• [AIM OF THE EXERCISE]:
Your job is to return every line in the data holding the string "CacheStore".

(Data extracted from a collection)
################
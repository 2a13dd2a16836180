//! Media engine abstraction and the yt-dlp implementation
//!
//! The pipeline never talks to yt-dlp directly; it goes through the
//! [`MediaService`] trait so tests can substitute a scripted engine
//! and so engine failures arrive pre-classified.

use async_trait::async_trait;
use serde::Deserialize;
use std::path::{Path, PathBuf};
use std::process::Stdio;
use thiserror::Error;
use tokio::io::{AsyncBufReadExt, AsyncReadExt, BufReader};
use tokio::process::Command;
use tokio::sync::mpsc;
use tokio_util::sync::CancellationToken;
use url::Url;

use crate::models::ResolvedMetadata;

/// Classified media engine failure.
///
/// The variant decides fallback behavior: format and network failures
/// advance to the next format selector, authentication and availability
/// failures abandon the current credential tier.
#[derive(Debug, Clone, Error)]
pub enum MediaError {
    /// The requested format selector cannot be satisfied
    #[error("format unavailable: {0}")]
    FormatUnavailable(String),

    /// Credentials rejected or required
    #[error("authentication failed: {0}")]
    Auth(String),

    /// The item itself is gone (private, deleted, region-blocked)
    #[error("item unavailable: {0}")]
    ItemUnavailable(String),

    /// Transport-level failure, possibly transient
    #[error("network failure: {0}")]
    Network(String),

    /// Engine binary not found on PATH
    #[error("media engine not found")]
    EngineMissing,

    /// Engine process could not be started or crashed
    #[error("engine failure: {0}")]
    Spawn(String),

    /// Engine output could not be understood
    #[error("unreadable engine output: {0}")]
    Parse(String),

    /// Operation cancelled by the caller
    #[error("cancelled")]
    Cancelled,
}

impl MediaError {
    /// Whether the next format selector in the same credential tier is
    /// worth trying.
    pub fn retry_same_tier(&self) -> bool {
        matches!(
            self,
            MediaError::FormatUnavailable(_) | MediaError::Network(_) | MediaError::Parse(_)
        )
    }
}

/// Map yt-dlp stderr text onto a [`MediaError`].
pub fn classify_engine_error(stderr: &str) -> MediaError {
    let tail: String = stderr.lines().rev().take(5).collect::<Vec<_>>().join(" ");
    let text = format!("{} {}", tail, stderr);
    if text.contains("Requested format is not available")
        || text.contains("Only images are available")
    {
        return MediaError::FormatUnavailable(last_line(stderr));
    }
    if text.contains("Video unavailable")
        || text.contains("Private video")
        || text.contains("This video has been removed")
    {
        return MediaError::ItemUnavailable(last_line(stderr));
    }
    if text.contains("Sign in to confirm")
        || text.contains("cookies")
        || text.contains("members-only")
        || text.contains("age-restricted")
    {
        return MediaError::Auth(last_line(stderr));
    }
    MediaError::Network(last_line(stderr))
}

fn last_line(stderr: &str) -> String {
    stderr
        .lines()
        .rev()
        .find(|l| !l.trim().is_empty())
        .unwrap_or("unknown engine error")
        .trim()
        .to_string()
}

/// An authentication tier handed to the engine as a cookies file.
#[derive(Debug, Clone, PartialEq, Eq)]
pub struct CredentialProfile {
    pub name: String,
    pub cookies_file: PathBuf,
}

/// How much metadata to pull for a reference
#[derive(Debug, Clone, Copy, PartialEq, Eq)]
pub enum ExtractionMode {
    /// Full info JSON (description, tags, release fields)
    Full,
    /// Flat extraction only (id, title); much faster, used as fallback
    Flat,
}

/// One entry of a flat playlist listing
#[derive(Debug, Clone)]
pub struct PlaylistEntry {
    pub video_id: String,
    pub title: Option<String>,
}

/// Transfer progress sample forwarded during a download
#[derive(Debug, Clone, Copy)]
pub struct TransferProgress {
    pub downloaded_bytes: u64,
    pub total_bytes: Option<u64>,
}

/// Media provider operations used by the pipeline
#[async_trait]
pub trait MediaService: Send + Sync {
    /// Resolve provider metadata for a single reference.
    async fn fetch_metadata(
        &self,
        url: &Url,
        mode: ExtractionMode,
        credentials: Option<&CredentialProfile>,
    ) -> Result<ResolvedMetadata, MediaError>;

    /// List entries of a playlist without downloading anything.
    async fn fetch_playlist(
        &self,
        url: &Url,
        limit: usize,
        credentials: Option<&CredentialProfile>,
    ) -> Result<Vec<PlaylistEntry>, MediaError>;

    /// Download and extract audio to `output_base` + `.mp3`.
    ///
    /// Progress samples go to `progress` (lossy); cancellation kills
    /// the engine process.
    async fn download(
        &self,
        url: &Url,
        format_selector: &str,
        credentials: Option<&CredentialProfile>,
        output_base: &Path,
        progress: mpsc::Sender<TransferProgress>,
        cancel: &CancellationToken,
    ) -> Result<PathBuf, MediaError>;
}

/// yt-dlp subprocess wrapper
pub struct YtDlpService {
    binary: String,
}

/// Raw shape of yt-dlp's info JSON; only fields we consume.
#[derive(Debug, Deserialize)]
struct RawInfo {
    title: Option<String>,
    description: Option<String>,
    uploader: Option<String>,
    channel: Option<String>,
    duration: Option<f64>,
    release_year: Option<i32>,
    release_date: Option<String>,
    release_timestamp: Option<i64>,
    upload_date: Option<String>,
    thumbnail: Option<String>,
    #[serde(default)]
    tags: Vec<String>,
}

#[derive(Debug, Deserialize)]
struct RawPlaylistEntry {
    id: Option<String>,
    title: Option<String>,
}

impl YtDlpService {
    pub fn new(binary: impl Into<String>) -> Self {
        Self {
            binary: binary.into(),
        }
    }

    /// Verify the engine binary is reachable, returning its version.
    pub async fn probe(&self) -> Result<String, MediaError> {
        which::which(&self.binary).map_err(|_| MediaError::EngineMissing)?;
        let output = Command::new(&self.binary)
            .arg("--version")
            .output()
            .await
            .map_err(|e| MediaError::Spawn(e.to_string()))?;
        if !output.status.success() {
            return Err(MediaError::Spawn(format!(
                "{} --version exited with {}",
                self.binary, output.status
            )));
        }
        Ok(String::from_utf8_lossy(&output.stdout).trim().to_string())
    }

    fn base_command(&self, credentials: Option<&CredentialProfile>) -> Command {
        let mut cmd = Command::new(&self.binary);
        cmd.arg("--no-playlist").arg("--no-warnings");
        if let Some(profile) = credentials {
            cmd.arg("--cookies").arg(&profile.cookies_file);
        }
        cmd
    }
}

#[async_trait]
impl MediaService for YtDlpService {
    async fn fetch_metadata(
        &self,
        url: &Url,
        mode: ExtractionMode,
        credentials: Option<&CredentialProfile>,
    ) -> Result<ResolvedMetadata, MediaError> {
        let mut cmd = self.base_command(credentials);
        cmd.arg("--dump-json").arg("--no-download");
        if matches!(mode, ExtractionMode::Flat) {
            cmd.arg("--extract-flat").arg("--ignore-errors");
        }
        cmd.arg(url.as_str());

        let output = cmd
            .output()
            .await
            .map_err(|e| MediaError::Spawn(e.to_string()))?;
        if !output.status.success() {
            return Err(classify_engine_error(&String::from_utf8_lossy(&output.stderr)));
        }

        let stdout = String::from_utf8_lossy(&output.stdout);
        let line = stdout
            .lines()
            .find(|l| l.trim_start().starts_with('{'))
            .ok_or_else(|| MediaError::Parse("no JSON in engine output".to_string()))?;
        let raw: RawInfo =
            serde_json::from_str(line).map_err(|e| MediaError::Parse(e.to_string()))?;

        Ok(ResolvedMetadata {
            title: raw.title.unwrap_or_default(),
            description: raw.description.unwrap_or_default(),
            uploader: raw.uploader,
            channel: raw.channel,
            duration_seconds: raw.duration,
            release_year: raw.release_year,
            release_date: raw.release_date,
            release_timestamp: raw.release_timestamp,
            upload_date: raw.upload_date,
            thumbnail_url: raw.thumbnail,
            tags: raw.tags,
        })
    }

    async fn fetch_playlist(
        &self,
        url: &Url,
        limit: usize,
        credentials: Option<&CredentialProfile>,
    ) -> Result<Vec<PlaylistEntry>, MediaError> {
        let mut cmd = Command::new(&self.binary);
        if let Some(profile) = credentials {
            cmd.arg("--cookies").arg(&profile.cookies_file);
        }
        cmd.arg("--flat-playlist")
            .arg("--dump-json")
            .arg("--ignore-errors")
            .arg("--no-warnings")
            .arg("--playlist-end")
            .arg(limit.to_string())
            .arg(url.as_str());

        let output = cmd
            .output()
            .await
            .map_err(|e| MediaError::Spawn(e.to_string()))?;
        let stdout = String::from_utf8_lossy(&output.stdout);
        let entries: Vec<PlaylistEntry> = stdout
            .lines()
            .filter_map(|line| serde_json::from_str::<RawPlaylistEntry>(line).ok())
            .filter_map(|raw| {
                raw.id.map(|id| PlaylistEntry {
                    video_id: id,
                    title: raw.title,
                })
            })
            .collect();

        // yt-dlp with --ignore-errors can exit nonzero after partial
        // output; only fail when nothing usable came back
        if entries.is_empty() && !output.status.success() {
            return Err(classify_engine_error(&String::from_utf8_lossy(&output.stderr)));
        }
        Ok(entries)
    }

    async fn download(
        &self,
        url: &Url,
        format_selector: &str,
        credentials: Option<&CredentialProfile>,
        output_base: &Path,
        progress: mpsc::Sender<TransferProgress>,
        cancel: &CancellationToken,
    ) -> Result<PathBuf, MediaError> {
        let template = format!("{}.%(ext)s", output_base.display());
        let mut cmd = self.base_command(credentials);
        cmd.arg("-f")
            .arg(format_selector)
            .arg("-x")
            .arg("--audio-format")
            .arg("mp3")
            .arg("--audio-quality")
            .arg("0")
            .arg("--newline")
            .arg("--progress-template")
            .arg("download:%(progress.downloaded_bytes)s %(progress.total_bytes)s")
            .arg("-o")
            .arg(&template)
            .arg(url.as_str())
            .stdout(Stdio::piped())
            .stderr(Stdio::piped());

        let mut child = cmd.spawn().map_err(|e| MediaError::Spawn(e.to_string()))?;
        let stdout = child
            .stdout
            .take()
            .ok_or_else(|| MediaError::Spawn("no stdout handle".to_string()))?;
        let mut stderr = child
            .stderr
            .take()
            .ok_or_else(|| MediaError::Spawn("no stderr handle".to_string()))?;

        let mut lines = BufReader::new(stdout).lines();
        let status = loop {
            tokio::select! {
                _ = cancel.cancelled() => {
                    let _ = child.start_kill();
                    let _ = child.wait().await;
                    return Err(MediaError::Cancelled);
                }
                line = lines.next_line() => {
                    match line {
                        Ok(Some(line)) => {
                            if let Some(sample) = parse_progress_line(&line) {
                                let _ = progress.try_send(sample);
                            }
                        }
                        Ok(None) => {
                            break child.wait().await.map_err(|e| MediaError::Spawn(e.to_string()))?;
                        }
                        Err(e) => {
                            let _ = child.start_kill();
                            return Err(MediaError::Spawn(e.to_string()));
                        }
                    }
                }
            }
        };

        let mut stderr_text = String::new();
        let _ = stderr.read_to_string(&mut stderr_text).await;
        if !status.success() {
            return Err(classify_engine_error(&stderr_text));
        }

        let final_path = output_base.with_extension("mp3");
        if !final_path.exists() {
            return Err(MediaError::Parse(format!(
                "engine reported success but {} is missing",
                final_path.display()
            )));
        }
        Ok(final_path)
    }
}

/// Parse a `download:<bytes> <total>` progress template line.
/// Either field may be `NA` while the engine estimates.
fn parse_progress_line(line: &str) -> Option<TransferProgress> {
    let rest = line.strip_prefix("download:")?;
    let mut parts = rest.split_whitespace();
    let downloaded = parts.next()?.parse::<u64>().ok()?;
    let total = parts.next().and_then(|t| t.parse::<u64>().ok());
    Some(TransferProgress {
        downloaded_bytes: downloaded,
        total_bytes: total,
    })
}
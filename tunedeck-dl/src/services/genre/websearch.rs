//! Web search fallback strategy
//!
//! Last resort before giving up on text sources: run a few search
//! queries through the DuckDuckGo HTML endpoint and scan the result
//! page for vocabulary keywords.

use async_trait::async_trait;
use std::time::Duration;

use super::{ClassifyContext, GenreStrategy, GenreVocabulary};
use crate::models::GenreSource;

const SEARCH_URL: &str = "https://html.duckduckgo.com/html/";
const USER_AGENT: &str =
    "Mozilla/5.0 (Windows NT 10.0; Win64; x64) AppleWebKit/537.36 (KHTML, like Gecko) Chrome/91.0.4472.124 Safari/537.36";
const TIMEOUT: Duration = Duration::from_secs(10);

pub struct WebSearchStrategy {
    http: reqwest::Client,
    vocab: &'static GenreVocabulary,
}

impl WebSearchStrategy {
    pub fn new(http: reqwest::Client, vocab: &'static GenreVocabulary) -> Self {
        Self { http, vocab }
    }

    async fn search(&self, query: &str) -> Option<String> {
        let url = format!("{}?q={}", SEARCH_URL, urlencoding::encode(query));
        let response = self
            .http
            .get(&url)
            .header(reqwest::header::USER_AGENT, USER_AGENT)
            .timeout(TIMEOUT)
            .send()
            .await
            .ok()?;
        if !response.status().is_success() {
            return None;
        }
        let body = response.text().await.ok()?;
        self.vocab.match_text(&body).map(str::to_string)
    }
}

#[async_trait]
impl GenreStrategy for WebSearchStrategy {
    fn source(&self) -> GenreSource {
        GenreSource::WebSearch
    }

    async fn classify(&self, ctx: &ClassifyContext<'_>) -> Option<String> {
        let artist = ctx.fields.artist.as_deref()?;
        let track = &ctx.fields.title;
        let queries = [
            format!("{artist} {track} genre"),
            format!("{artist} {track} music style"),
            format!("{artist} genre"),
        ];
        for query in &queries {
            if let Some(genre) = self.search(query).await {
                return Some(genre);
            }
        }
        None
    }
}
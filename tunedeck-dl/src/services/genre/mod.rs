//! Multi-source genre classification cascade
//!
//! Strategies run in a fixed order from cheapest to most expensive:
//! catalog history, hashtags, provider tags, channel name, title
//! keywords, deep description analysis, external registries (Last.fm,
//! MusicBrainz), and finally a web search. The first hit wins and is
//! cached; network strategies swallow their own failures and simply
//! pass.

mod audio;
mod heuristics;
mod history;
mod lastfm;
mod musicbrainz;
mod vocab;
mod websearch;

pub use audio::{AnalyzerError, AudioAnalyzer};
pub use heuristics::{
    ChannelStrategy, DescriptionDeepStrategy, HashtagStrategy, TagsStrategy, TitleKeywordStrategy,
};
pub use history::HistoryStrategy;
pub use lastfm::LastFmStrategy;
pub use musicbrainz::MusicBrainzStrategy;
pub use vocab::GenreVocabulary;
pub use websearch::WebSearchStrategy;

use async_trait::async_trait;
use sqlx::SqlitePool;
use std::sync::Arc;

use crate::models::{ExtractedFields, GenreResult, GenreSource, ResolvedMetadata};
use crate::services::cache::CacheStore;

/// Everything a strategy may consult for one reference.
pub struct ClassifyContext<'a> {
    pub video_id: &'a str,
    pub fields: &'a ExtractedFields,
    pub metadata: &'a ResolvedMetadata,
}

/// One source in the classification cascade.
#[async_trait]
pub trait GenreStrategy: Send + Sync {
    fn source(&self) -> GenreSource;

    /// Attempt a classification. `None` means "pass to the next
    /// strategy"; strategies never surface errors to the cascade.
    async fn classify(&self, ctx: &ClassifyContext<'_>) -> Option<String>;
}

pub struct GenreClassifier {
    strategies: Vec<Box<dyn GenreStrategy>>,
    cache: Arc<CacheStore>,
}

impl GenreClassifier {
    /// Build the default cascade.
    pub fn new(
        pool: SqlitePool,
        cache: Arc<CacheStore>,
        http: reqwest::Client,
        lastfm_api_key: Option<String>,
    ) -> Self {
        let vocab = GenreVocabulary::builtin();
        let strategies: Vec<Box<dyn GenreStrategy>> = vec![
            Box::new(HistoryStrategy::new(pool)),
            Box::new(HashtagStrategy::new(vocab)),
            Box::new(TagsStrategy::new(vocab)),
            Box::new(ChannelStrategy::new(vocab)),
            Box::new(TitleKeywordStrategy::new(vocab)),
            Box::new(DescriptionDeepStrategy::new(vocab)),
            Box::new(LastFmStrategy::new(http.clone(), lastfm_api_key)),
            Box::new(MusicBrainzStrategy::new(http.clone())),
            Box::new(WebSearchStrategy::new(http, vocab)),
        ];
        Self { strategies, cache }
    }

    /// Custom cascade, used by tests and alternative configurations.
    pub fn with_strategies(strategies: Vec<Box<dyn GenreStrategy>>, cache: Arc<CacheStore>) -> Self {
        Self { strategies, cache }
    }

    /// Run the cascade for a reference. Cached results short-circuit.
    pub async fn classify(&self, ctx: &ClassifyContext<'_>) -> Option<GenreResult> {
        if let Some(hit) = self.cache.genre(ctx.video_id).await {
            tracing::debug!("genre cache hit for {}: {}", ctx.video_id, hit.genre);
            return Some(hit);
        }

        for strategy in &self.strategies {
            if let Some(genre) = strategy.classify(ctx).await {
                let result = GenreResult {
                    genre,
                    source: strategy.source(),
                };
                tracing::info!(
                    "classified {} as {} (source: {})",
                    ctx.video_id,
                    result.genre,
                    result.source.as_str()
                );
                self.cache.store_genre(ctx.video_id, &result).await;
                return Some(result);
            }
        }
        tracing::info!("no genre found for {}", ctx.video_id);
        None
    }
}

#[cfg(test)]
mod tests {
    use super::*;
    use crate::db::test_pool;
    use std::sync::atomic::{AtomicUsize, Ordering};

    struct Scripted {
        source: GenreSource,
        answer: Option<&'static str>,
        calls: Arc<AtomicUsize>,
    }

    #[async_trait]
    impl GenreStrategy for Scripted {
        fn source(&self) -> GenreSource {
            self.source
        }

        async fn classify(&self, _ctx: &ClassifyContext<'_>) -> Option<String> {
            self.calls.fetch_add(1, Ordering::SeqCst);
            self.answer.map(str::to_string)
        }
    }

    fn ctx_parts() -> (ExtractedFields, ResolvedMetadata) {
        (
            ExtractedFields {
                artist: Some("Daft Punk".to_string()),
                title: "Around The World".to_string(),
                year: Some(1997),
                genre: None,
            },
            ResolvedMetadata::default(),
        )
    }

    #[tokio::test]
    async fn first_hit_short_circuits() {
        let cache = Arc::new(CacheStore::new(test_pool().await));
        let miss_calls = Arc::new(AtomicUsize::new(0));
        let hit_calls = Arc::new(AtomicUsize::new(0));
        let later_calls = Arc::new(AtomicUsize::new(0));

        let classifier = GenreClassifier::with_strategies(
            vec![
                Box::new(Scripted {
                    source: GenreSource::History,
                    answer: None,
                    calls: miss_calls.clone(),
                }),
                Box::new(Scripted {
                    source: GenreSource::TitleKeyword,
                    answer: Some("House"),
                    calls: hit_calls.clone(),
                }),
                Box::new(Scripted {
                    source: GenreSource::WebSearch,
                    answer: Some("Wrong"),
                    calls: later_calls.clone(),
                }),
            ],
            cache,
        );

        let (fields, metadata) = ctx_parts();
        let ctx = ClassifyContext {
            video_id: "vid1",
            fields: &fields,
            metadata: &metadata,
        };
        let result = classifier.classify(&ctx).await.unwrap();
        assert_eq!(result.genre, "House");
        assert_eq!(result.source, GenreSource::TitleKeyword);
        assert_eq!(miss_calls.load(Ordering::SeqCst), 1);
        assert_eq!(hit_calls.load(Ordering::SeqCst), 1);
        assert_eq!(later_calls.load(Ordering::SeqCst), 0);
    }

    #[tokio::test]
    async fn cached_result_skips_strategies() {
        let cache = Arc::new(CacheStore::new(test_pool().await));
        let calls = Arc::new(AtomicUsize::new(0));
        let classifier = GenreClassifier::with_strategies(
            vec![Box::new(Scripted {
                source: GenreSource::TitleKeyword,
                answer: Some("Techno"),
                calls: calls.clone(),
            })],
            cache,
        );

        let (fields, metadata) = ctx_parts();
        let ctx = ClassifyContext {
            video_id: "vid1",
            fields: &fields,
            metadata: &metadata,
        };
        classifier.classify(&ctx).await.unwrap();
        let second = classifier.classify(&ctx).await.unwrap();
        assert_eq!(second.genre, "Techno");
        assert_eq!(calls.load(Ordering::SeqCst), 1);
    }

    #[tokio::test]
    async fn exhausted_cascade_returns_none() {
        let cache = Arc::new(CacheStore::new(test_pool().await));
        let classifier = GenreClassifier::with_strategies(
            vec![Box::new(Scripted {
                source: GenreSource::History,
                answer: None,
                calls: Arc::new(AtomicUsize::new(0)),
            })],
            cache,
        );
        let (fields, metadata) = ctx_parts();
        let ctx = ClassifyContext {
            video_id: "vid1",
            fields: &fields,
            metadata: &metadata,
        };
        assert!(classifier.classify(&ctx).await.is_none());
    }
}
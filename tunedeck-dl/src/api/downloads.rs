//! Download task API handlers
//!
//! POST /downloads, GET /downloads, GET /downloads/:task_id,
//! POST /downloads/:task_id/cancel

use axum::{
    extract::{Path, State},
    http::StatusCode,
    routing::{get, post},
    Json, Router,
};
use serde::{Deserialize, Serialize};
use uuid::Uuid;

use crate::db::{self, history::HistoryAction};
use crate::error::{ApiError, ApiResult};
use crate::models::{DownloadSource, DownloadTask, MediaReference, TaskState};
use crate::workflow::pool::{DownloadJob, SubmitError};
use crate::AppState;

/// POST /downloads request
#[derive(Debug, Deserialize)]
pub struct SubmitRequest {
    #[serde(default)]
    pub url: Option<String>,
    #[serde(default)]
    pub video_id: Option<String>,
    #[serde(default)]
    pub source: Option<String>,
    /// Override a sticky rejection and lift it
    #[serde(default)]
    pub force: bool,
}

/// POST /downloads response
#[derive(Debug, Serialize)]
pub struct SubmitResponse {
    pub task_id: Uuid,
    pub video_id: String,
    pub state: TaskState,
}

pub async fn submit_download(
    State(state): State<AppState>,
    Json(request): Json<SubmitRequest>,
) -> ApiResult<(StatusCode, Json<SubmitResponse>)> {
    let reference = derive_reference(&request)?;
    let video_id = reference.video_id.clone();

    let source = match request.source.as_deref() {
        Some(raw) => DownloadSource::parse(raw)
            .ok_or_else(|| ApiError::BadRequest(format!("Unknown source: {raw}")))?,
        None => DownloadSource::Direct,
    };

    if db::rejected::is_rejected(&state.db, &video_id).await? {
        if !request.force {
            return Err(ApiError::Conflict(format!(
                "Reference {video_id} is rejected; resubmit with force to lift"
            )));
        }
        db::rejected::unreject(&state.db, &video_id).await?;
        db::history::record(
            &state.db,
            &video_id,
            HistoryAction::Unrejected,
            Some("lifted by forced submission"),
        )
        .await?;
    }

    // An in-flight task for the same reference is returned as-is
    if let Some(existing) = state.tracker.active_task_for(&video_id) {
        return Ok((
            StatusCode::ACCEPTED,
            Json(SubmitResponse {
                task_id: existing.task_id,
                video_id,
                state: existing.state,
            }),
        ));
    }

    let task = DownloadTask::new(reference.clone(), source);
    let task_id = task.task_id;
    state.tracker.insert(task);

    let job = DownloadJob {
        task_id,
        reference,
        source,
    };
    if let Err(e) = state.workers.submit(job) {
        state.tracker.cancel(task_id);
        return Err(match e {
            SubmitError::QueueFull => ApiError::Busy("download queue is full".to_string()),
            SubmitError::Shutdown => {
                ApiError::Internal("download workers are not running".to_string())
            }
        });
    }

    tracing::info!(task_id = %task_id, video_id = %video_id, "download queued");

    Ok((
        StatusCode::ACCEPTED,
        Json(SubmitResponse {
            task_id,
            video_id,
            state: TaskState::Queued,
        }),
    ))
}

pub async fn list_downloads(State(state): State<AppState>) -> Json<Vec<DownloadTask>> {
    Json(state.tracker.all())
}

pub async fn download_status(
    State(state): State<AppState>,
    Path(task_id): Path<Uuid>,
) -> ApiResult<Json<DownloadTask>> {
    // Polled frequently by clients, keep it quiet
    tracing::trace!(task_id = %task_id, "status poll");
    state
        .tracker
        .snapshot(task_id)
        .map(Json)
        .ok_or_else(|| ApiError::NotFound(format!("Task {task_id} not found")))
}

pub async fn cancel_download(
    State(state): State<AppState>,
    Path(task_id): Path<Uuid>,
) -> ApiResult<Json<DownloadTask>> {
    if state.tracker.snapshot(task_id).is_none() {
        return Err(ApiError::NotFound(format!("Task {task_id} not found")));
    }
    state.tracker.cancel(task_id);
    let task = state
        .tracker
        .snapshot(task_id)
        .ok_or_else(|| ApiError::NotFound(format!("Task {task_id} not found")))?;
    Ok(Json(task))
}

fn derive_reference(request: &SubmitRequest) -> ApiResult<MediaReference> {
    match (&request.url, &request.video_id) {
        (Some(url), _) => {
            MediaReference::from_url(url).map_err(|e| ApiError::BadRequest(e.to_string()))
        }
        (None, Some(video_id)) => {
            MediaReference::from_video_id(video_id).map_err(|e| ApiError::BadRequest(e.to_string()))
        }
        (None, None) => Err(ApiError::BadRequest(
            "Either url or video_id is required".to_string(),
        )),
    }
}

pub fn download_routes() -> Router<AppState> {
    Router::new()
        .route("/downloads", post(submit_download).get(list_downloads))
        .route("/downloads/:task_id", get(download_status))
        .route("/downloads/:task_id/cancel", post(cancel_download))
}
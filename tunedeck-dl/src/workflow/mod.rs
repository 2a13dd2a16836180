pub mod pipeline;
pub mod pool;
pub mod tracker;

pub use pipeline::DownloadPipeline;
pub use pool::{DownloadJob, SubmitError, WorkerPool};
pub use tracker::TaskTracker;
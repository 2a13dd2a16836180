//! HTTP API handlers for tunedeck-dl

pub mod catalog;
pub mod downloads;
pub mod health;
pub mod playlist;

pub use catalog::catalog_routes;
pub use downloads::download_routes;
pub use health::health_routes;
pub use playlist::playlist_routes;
################
• [WRITTEN SOLUTION]:
use crate::services::cache::CacheStore;
    cache: Arc<CacheStore>,
        cache: Arc<CacheStore>,
    pub fn with_strategies(strategies: Vec<Box<dyn GenreStrategy>>, cache: Arc<CacheStore>) -> Self {
        let cache = Arc::new(CacheStore::new(test_pool().await));
        let cache = Arc::new(CacheStore::new(test_pool().await));
        let cache = Arc::new(CacheStore::new(test_pool().await));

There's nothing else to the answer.